== Task to carry out ==
Report every line of the records below that includes the string "QueryRejection".
** Opening Data for this exercise block **
//! Character raster for terminal rendering

use glam::Vec2;

use crate::Viewport;

/// A `cols x rows` grid of glyphs drawn through a [`Viewport`]
pub struct AsciiCanvas {
    viewport: Viewport,
    cells: Vec<char>,
}

impl AsciiCanvas {
    pub fn new(viewport: Viewport) -> Self {
        let cells = vec![' '; viewport.cols * viewport.rows];
        Self { viewport, cells }
    }

    pub fn clear(&mut self) {
        self.cells.fill(' ');
    }

    /// Plot a single point; off-canvas points are dropped
    pub fn plot(&mut self, point: Vec2, glyph: char) {
        if let Some((col, row)) = self.viewport.to_cell(point) {
            self.cells[row * self.viewport.cols + col] = glyph;
        }
    }

    /// Plot a polyline, filling in cells between consecutive vertices
    pub fn polyline(&mut self, points: &[Vec2], glyph: char) {
        let cell = self.viewport.cell_size().min_element().max(f32::EPSILON);

        for pair in points.windows(2) {
            let (a, b) = (pair[0], pair[1]);
            let samples = ((b - a).length() / cell).ceil().clamp(1.0, 4096.0) as usize;
            for i in 0..=samples {
                self.plot(a.lerp(b, i as f32 / samples as f32), glyph);
            }
        }

        if let [only] = points {
            self.plot(*only, glyph);
        }
    }

    /// Plot a circle outline of `radius` canvas units around `center`
    pub fn circle(&mut self, center: Vec2, radius: f32, glyph: char) {
        if !(radius.is_finite() && radius > 0.0) {
            return;
        }

        let cell = self.viewport.cell_size().min_element().max(f32::EPSILON);
        let segments = ((std::f32::consts::TAU * radius / cell).ceil() as usize).clamp(8, 4096);
        for i in 0..segments {
            let angle = i as f32 / segments as f32 * std::f32::consts::TAU;
            self.plot(center + Vec2::new(angle.cos(), angle.sin()) * radius, glyph);
        }
    }

    /// Fill every cell whose center lies within `radius` of `center`
    pub fn disk(&mut self, center: Vec2, radius: f32, glyph: char) {
        for row in 0..self.viewport.rows {
            for col in 0..self.viewport.cols {
                if self.viewport.cell_center(col, row).distance(center) <= radius {
                    self.cells[row * self.viewport.cols + col] = glyph;
                }
            }
        }
    }

    pub fn glyph_at(&self, col: usize, row: usize) -> Option<char> {
        if col < self.viewport.cols && row < self.viewport.rows {
            Some(self.cells[row * self.viewport.cols + col])
        } else {
            None
        }
    }

    /// Render rows joined by newlines
    pub fn render(&self) -> String {
        let mut out = String::with_capacity((self.viewport.cols + 1) * self.viewport.rows);
        for row in self.cells.chunks(self.viewport.cols.max(1)) {
            out.extend(row.iter());
            out.push('\n');
        }
        out
    }
}
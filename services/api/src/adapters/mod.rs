pub mod db;
pub mod memory;
pub mod wger;

pub use db::DbAdapter;
pub use memory::{InMemoryUserRepository, InMemoryWorkoutStore};
pub use wger::WgerCatalogAdapter;
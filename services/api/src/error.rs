//! services/api/src/error.rs
//!
//! Defines the primary error type for the entire API service.

use axum::{
    extract::rejection::{JsonRejection, QueryRejection},
    http::StatusCode,
    response::{IntoResponse, Response},
    Json,
};
use fitness_tracker_core::{PortError, ProgressError};
use serde_json::json;

use crate::config::ConfigError;

/// The primary error type for the `api` service.
#[derive(Debug, thiserror::Error)]
pub enum ApiError {
    /// Represents an error that occurred during configuration loading.
    #[error("Configuration error: {0}")]
    Config(#[from] ConfigError),

    /// Represents an error that propagated up from one of the core service ports.
    #[error("Service Port Error: {0}")]
    Port(#[from] PortError),

    /// Raised by the range filter or the weekly aggregator.
    #[error("{0}")]
    Progress(#[from] ProgressError),

    /// Represents an error from the underlying database library.
    #[error("Database Error: {0}")]
    Database(#[from] sqlx::Error),

    #[error("Migration Error: {0}")]
    Migration(#[from] sqlx::migrate::MigrateError),

    /// Represents a standard Input/Output error (e.g., binding to a network socket).
    #[error("IO error: {0}")]
    Io(#[from] std::io::Error),

    /// The request was understood but its contents are unacceptable.
    #[error("{0}")]
    BadRequest(String),

    /// A catch-all for any other unexpected errors.
    #[error("An unexpected internal error occurred: {0}")]
    Internal(String),
}

impl ApiError {
    pub fn status_code(&self) -> StatusCode {
        match self {
            Self::BadRequest(_) => StatusCode::BAD_REQUEST,
            Self::Progress(ProgressError::InvalidMetric(_)) => StatusCode::BAD_REQUEST,
            Self::Port(PortError::NotFound(_)) => StatusCode::NOT_FOUND,
            Self::Port(PortError::Conflict(_)) => StatusCode::CONFLICT,
            _ => StatusCode::INTERNAL_SERVER_ERROR,
        }
    }
}

impl IntoResponse for ApiError {
    fn into_response(self) -> Response {
        let status = self.status_code();

        let message = match &self {
            Self::Progress(ProgressError::InvalidMetric(_)) => "Invalid metric".to_string(),
            Self::BadRequest(msg) => msg.clone(),
            other if status.is_server_error() => {
                tracing::error!("Request failed: {}", other);
                other.to_string()
            }
            other => other.to_string(),
        };

        (status, Json(json!({ "status": "error", "message": message }))).into_response()
    }
}

// Extractor rejections are caller errors.
impl From<JsonRejection> for ApiError {
    fn from(rejection: JsonRejection) -> Self {
        Self::BadRequest(format!("Invalid request body: {}", rejection.body_text()))
    }
}

impl From<QueryRejection> for ApiError {
    fn from(rejection: QueryRejection) -> Self {
        Self::BadRequest(format!("Invalid query: {}", rejection.body_text()))
    }
}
** Closing Data for this exercise block **
== The completed task ==
    extract::rejection::{JsonRejection, QueryRejection},
impl From<QueryRejection> for ApiError {
    fn from(rejection: QueryRejection) -> Self {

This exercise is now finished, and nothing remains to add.